● Records provided:
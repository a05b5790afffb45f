//! Certificate chains and their reconciliation identity.
//!
//! Certificates are carried as opaque encoded bytes next to the two fields
//! the engine compares: the serial number and the issuer's authority key
//! identifier. Validation happens elsewhere.

use crate::types::KeyInfo;
use serde::{Deserialize, Serialize};

/// A single certificate.
#[derive(Debug, Clone, PartialEq, Eq, Serialize, Deserialize)]
pub struct Certificate {
    /// Serial number bytes.
    pub serial: Vec<u8>,
    /// Authority key identifier of the issuer.
    pub authority_key_id: Vec<u8>,
    /// Encoded certificate. Never interpreted by this crate.
    #[serde(default)]
    pub encoded: Vec<u8>,
}

impl Certificate {
    /// Creates a certificate without encoded content.
    pub fn new(serial: impl Into<Vec<u8>>, authority_key_id: impl Into<Vec<u8>>) -> Self {
        Self {
            serial: serial.into(),
            authority_key_id: authority_key_id.into(),
            encoded: Vec::new(),
        }
    }

    /// Attaches encoded certificate bytes.
    #[must_use]
    pub fn with_encoded(mut self, encoded: impl Into<Vec<u8>>) -> Self {
        self.encoded = encoded.into();
        self
    }

    /// Returns the reconciliation identity of this certificate.
    pub fn identity(&self) -> CertificateIdentity {
        CertificateIdentity {
            serial: self.serial.clone(),
            issuer_key_id: self.authority_key_id.clone(),
        }
    }

    /// Returns true if serial and AKI match byte for byte.
    pub fn same_identity(&self, other: &Certificate) -> bool {
        self.serial == other.serial && self.authority_key_id == other.authority_key_id
    }
}

/// Identity used when diffing certificates: (serial, issuer AKI).
#[derive(Debug, Clone, PartialEq, Eq, Hash, PartialOrd, Ord, Serialize, Deserialize)]
pub struct CertificateIdentity {
    /// Serial number bytes.
    pub serial: Vec<u8>,
    /// Authority key identifier of the issuer.
    pub issuer_key_id: Vec<u8>,
}

/// An ordered certificate chain, leaf first.
#[derive(Debug, Clone, PartialEq, Eq, Default, Serialize, Deserialize)]
#[serde(transparent)]
pub struct CertificateChain {
    /// Certificates, leaf first.
    pub certificates: Vec<Certificate>,
}

/// One membership grant.
pub type MembershipCertificateChain = CertificateChain;

/// The chain establishing an application's identity.
pub type IdentityCertificateChain = CertificateChain;

impl CertificateChain {
    /// Creates a chain from certificates, leaf first.
    pub fn new(certificates: Vec<Certificate>) -> Self {
        Self { certificates }
    }

    /// Returns the leaf certificate.
    pub fn leaf(&self) -> Option<&Certificate> {
        self.certificates.first()
    }

    /// Returns the identity of the leaf certificate.
    pub fn leaf_identity(&self) -> Option<CertificateIdentity> {
        self.leaf().map(Certificate::identity)
    }

    /// Returns the number of certificates.
    pub fn len(&self) -> usize {
        self.certificates.len()
    }

    /// Returns true if the chain holds no certificates.
    pub fn is_empty(&self) -> bool {
        self.certificates.is_empty()
    }

    /// Returns true if the leaf matches the given membership summary.
    pub fn matches_summary(&self, summary: &MembershipSummary) -> bool {
        self.leaf().is_some_and(|leaf| summary.matches(leaf))
    }

    /// Compares two chains by length and per-certificate serial and AKI.
    ///
    /// Encoded content is ignored.
    pub fn same_identity_as(&self, other: &CertificateChain) -> bool {
        self.len() == other.len()
            && self
                .certificates
                .iter()
                .zip(&other.certificates)
                .all(|(a, b)| a.same_identity(b))
    }
}

impl From<Vec<Certificate>> for CertificateChain {
    fn from(certificates: Vec<Certificate>) -> Self {
        Self::new(certificates)
    }
}

/// Lightweight descriptor of a membership installed on a remote application.
#[derive(Debug, Clone, PartialEq, Eq, Serialize, Deserialize)]
pub struct MembershipSummary {
    /// Serial number of the membership leaf certificate.
    pub serial: Vec<u8>,
    /// Issuer key info; `key_id` is the AKI.
    pub issuer: KeyInfo,
}

impl MembershipSummary {
    /// Creates a new summary.
    pub fn new(serial: impl Into<Vec<u8>>, issuer: KeyInfo) -> Self {
        Self {
            serial: serial.into(),
            issuer,
        }
    }

    /// Builds the summary a remote application would report for a chain.
    pub fn for_chain(chain: &MembershipCertificateChain) -> Option<Self> {
        chain.leaf().map(|leaf| Self {
            serial: leaf.serial.clone(),
            issuer: KeyInfo::from_key_id(leaf.authority_key_id.clone()),
        })
    }

    /// Returns the reconciliation identity.
    pub fn identity(&self) -> CertificateIdentity {
        CertificateIdentity {
            serial: self.serial.clone(),
            issuer_key_id: self.issuer.key_id.clone(),
        }
    }

    /// Returns true if the certificate has this summary's serial and issuer AKI.
    pub fn matches(&self, certificate: &Certificate) -> bool {
        self.serial == certificate.serial && self.issuer.key_id == certificate.authority_key_id
    }
}

#[cfg(test)]
mod tests {
    use super::*;

    fn chain(pairs: &[(u8, u8)]) -> CertificateChain {
        pairs
            .iter()
            .map(|&(serial, aki)| Certificate::new(vec![serial], vec![aki]))
            .collect::<Vec<_>>()
            .into()
    }

    #[test]
    fn leaf_is_first() {
        let c = chain(&[(1, 10), (2, 20)]);
        assert_eq!(c.leaf().unwrap().serial, vec![1]);
        assert_eq!(
            c.leaf_identity(),
            Some(CertificateIdentity {
                serial: vec![1],
                issuer_key_id: vec![10],
            })
        );
        assert!(CertificateChain::default().leaf_identity().is_none());
    }

    #[test]
    fn identity_ignores_encoded_content() {
        let a = CertificateChain::new(vec![Certificate::new(vec![1], vec![2]).with_encoded(vec![0xaa])]);
        let b = CertificateChain::new(vec![Certificate::new(vec![1], vec![2]).with_encoded(vec![0xbb])]);
        assert!(a.same_identity_as(&b));
        assert_ne!(a, b);
    }

    #[test]
    fn identity_detects_length_and_byte_changes() {
        let base = chain(&[(1, 10), (2, 20)]);
        assert!(!base.same_identity_as(&chain(&[(1, 10)])));
        assert!(!base.same_identity_as(&chain(&[(1, 10), (3, 20)])));
        assert!(!base.same_identity_as(&chain(&[(1, 10), (2, 21)])));
        assert!(base.same_identity_as(&chain(&[(1, 10), (2, 20)])));
    }

    #[test]
    fn summary_matching() {
        let c = chain(&[(5, 50)]);
        let summary = MembershipSummary::for_chain(&c).unwrap();
        assert!(c.matches_summary(&summary));
        assert_eq!(summary.identity(), c.leaf_identity().unwrap());

        let other = MembershipSummary::new(vec![5], KeyInfo::from_key_id(vec![51]));
        assert!(!c.matches_summary(&other));
        assert!(!CertificateChain::default().matches_summary(&summary));
    }

    #[test]
    fn chain_serializes_as_list() {
        let c = chain(&[(1, 2)]);
        let json = serde_json::to_string(&c).unwrap();
        assert!(json.starts_with('['));
        let back: CertificateChain = serde_json::from_str(&json).unwrap();
        assert_eq!(back, c);
    }
}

● Problem to work on: Report every line in the data above in which the word "unwrap" appears.

● Result of the exercise:
        assert_eq!(c.leaf().unwrap().serial, vec![1]);
        let summary = MembershipSummary::for_chain(&c).unwrap();
        assert_eq!(summary.identity(), c.leaf_identity().unwrap());
        let json = serde_json::to_string(&c).unwrap();
        let back: CertificateChain = serde_json::from_str(&json).unwrap();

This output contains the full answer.